A month ago yesterday (July 11th), I landed in Paris and started my assignment with Thomas Cook Sport… to cover their inaugural TdF travel trips. And what a couple of trips they were!

I’ve written about the couple of days in Belgium getting ready, a little about getting to the Tour, and about the days in Paris afterward. So here’s the story everyone’s been asking me to finish…

We came, everyone saw, Cadel conquered… there you have it.Not enough? ok, well…

It was an amazing trip, an impressive TdF and seeing Cadel win was something. He’s an odd hero, I gather he’s a Tin-Tin fan and I think that it suits him. Not what you’d look for in someone to dominate at an event like this, and yet…

Cadel winning at the 2010 Fleche Wallonne

I’ve seen Cadel race, including some of his strongest moments like the win he took attacking Contador on the final climb up the Mur de Huy in 2010. Seeing the World Champion’s jersey attacking and winning is always memorable. The 2011 Tour included that… a different champion though. Still as thrilling to see.

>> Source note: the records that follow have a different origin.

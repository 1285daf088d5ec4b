//! User record stored in Firestore.

use chrono::{DateTime, Utc};
use serde::{Deserialize, Serialize};

/// One document per authenticated identity in the `users` collection.
///
/// Field names match what the mobile client writes (`fullName`,
/// `rerollDate`, ...), so this struct serializes as camelCase. Date fields
/// are Firestore timestamps.
#[derive(Debug, Clone, PartialEq, Serialize, Deserialize)]
#[serde(rename_all = "camelCase")]
pub struct User {
    /// Document ID; never written back as a field.
    #[serde(alias = "_firestore_id", default, skip_serializing)]
    pub id: String,
    /// Display name
    #[serde(default)]
    pub full_name: Option<String>,
    /// Consecutive-day completion counter
    pub streak: u32,
    /// Catalog indices of phrases the user has completed (append-only;
    /// the last element is popped when "done" is un-toggled)
    pub phrases: Vec<u32>,
    /// Remaining free reroll credits
    pub rerolls: u32,
    /// When the last reroll credit was granted
    #[serde(with = "firestore::serialize_as_timestamp")]
    pub reroll_date: DateTime<Utc>,
    /// Last day the user was credited with a completed streak day
    #[serde(with = "firestore::serialize_as_timestamp")]
    pub last_sign_in: DateTime<Utc>,
    /// Whether today's phrase has been marked complete
    pub done: bool,
    /// FCM push address. The client stores `""` when unset.
    #[serde(default)]
    pub fcm_token: Option<String>,
    /// IANA timezone name, refreshed at login. The client stores `""` when unset.
    #[serde(default)]
    pub timezone: Option<String>,
    /// When a daily phrase was last selected for this user
    #[serde(with = "firestore::serialize_as_timestamp")]
    pub updated_phrase_date: DateTime<Utc>,
    /// Local calendar-day key (`YYYY-MM-DD`) of the last silent refresh
    /// push, so overlapping scanner runs never double-send
    #[serde(default, skip_serializing_if = "Option::is_none")]
    pub last_refresh_push_date: Option<String>,
}

impl User {
    /// Whether the record carries a usable push token and timezone.
    ///
    /// Empty strings count as missing (see the client's `""` convention).
    pub fn has_push_credentials(&self) -> bool {
        let has = |f: &Option<String>| f.as_deref().is_some_and(|v| !v.is_empty());
        has(&self.fcm_token) && has(&self.timezone)
    }
}

#[cfg(test)]
mod tests {
    use super::*;

    fn base_user() -> User {
        User {
            id: "uid-1".to_string(),
            full_name: Some("Test User".to_string()),
            streak: 1,
            phrases: vec![],
            rerolls: 0,
            reroll_date: Utc::now(),
            last_sign_in: Utc::now(),
            done: false,
            fcm_token: None,
            timezone: None,
            updated_phrase_date: Utc::now(),
            last_refresh_push_date: None,
        }
    }

    #[test]
    fn empty_strings_are_not_credentials() {
        let mut user = base_user();
        assert!(!user.has_push_credentials());

        user.fcm_token = Some("".to_string());
        user.timezone = Some("".to_string());
        assert!(!user.has_push_credentials());

        user.fcm_token = Some("token-abc".to_string());
        assert!(!user.has_push_credentials());

        user.timezone = Some("UTC".to_string());
        assert!(user.has_push_credentials());
    }
}
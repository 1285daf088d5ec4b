// SPDX-License-Identifier: MIT
// Copyright 2026 Roland Dreier <roland@rolandd.dev>

//! Daily update engine.
//!
//! Decides, once per local calendar day per user:
//! 1. whether the streak must roll over (a skipped day breaks the chain),
//! 2. whether a new phrase must be selected,
//! and performs the selection and persistence.
//!
//! Persistence is optimistic: the engine computes the next state, attempts
//! the write, and on failure keeps the in-memory state while reporting the
//! write as not persisted. The client surfaces the error and may retry;
//! local state is authoritative until the store catches up.

use crate::db::FirestoreDb;
use crate::error::{AppError, Result};
use crate::models::{PhraseSelection, User};
use crate::services::catalog::{letter_variants, PhraseCatalog};
use crate::services::selection::SelectionStore;
use crate::time_utils::{is_local_yesterday, resolve_tz, same_local_day};
use chrono::{DateTime, Utc};
use chrono_tz::Tz;
use std::sync::Arc;

/// Result of a daily evaluation.
#[derive(Debug)]
pub struct EvaluateOutcome {
    /// Record after the evaluation (authoritative even when not persisted).
    pub user: User,
    /// Today's selection (fresh or reused from the cache).
    pub selection: PhraseSelection,
    /// Whether a new phrase was selected by this call.
    pub selection_changed: bool,
    /// Whether the store reflects `user`. `false` means the write failed
    /// and the caller should surface a retryable, non-fatal error.
    pub persisted: bool,
}

/// Result of toggling the "done" flag.
#[derive(Debug)]
pub struct ToggleOutcome {
    pub user: User,
    pub persisted: bool,
}

/// The once-per-day phrase/streak state machine.
pub struct DailyUpdateEngine {
    db: FirestoreDb,
    catalog: Arc<PhraseCatalog>,
    selections: Arc<SelectionStore>,
    increment_streak_on_rollover: bool,
}
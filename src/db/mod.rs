//! Database layer (Firestore).

pub mod firestore;

pub use firestore::FirestoreDb;

/// Collection names as constants.
pub mod collections {
    pub const USERS: &str = "users";
}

Winning the rainbow jersey is an accomplishment, then getting to win while wearing it, well!

The moment it was clear this was Cadel’s year to win the Tour was the final time trial… I’ll get back to that later though, I’ve barely begun the tale so I won’t jump to so near the end.

The early 2010 season showed Cadel Evans to be capable of winning. The injury he sustained in the 2010 Tour showed he was still vulnerable and human. And that perhaps his team wasn’t up to the challenge. 2011 was another story…
The first week has some crashes (everyone remember a spectator looking the wrong way and being in the wrong place?). Some of the key combatants were affected (Contador is the name that comes to mind) while others got through the always nervous first week without incident (Cadel being one).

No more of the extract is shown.